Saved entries
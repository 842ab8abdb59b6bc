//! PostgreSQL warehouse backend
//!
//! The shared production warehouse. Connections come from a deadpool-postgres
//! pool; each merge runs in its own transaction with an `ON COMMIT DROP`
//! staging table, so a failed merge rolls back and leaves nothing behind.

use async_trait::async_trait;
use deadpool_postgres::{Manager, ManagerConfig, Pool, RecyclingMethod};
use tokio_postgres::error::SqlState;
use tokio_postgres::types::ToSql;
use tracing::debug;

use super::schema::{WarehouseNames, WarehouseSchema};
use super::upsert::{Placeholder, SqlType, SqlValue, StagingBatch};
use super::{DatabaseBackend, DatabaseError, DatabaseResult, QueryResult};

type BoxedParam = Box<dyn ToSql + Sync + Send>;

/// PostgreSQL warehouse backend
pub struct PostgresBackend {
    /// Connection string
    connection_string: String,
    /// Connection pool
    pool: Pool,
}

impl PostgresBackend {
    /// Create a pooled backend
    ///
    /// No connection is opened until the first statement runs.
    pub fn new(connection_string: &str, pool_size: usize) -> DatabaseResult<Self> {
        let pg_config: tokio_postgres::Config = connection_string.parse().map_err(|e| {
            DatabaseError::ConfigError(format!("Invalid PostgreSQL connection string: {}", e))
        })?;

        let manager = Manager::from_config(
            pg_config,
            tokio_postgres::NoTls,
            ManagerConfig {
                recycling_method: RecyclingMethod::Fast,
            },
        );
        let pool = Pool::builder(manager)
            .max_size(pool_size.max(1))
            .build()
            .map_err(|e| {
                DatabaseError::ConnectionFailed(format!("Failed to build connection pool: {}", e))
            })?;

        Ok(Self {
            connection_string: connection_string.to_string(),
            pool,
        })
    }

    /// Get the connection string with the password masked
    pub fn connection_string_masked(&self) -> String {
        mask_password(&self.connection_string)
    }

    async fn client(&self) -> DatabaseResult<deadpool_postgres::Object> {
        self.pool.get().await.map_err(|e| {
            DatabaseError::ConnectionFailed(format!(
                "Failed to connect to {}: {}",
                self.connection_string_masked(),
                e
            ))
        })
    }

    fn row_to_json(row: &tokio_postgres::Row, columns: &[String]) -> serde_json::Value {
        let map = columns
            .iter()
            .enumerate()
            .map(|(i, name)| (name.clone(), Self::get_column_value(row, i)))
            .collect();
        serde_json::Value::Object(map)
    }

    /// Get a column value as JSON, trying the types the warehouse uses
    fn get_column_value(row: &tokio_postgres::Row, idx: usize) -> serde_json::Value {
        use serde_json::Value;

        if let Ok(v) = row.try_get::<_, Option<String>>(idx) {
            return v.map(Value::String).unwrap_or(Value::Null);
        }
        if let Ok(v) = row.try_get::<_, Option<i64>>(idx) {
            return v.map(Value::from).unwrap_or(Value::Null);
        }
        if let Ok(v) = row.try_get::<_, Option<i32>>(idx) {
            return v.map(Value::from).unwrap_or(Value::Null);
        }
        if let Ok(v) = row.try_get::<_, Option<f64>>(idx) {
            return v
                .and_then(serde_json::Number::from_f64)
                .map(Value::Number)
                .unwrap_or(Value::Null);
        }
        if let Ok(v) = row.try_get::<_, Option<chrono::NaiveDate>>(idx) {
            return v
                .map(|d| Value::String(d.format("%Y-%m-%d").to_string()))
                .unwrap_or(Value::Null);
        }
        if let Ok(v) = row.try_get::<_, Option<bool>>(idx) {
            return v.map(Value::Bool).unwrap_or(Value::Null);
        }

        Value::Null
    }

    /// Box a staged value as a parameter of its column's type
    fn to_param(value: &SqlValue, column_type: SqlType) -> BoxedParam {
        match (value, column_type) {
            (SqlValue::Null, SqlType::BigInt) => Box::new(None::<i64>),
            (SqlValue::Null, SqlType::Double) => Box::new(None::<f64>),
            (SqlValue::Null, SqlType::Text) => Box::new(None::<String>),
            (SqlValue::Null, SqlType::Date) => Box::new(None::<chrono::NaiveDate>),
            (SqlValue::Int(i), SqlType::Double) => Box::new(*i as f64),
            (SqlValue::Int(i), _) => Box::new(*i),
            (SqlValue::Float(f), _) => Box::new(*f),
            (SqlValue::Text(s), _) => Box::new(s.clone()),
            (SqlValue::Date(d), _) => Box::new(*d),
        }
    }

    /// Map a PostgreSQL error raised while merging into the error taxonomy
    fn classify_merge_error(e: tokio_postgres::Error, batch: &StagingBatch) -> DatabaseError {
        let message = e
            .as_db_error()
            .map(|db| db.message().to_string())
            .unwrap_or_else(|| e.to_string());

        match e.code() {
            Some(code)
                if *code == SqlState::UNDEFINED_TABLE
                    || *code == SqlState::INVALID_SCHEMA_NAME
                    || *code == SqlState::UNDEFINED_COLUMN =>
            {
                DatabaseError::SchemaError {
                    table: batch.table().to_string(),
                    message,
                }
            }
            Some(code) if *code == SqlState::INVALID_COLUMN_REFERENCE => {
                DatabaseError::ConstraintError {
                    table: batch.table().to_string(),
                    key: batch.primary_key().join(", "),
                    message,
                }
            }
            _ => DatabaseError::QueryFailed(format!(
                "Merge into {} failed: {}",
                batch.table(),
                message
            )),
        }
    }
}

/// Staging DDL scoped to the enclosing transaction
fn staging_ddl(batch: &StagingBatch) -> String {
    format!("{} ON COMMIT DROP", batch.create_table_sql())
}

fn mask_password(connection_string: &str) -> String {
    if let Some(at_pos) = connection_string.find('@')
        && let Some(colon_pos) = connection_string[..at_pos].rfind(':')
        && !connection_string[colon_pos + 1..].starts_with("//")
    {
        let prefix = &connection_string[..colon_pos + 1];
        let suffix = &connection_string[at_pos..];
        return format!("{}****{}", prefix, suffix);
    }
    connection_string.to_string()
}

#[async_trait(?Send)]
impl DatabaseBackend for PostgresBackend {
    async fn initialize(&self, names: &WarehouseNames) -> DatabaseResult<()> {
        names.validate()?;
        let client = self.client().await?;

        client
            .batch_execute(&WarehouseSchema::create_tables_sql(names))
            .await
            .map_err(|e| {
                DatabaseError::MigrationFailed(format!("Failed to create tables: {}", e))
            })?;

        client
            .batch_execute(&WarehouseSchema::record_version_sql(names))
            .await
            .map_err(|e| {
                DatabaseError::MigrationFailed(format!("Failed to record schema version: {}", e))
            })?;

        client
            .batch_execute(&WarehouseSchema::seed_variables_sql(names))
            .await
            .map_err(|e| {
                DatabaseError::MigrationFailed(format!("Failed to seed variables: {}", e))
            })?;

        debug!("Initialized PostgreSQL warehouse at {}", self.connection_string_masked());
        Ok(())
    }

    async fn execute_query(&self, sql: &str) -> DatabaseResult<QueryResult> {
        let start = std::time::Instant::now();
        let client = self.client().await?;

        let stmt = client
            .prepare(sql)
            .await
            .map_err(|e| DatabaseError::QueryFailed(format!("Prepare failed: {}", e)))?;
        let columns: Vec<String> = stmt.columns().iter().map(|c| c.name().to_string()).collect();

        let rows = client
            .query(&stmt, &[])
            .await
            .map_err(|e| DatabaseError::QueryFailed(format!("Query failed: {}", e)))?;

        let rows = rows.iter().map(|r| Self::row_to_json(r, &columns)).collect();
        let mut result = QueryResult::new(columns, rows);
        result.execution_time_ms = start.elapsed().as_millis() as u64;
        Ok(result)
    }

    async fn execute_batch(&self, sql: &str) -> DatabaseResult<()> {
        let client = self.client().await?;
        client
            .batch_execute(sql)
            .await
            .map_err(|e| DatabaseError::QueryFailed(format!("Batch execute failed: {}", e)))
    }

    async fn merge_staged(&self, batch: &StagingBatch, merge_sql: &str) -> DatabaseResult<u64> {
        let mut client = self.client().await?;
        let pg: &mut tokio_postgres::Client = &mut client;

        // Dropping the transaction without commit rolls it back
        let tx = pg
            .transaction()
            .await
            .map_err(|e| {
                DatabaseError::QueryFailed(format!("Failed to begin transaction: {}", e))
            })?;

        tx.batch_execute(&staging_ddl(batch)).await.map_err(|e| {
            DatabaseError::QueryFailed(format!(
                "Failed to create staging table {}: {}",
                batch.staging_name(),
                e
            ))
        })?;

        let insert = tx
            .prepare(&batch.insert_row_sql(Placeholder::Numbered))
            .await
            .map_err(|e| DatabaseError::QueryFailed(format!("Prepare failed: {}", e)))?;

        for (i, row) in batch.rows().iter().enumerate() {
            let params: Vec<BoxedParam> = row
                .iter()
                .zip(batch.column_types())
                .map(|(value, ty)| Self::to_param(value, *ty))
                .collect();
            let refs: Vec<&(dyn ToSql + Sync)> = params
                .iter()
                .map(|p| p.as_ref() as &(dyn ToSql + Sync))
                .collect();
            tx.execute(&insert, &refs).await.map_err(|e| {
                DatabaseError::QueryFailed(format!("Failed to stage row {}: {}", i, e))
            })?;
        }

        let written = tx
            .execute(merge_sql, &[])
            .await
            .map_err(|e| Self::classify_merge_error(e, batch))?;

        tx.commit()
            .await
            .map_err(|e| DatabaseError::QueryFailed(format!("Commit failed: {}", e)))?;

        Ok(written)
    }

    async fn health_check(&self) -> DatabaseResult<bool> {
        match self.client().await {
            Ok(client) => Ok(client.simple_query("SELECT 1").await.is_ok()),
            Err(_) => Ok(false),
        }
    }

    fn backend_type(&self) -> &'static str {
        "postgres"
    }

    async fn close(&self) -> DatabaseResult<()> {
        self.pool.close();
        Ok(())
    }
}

§ Task statement: Look through the data and gather every line with the string "Text" in it.

§ Answer to the problem:
            (SqlValue::Null, SqlType::Text) => Box::new(None::<String>),
            (SqlValue::Text(s), _) => Box::new(s.clone()),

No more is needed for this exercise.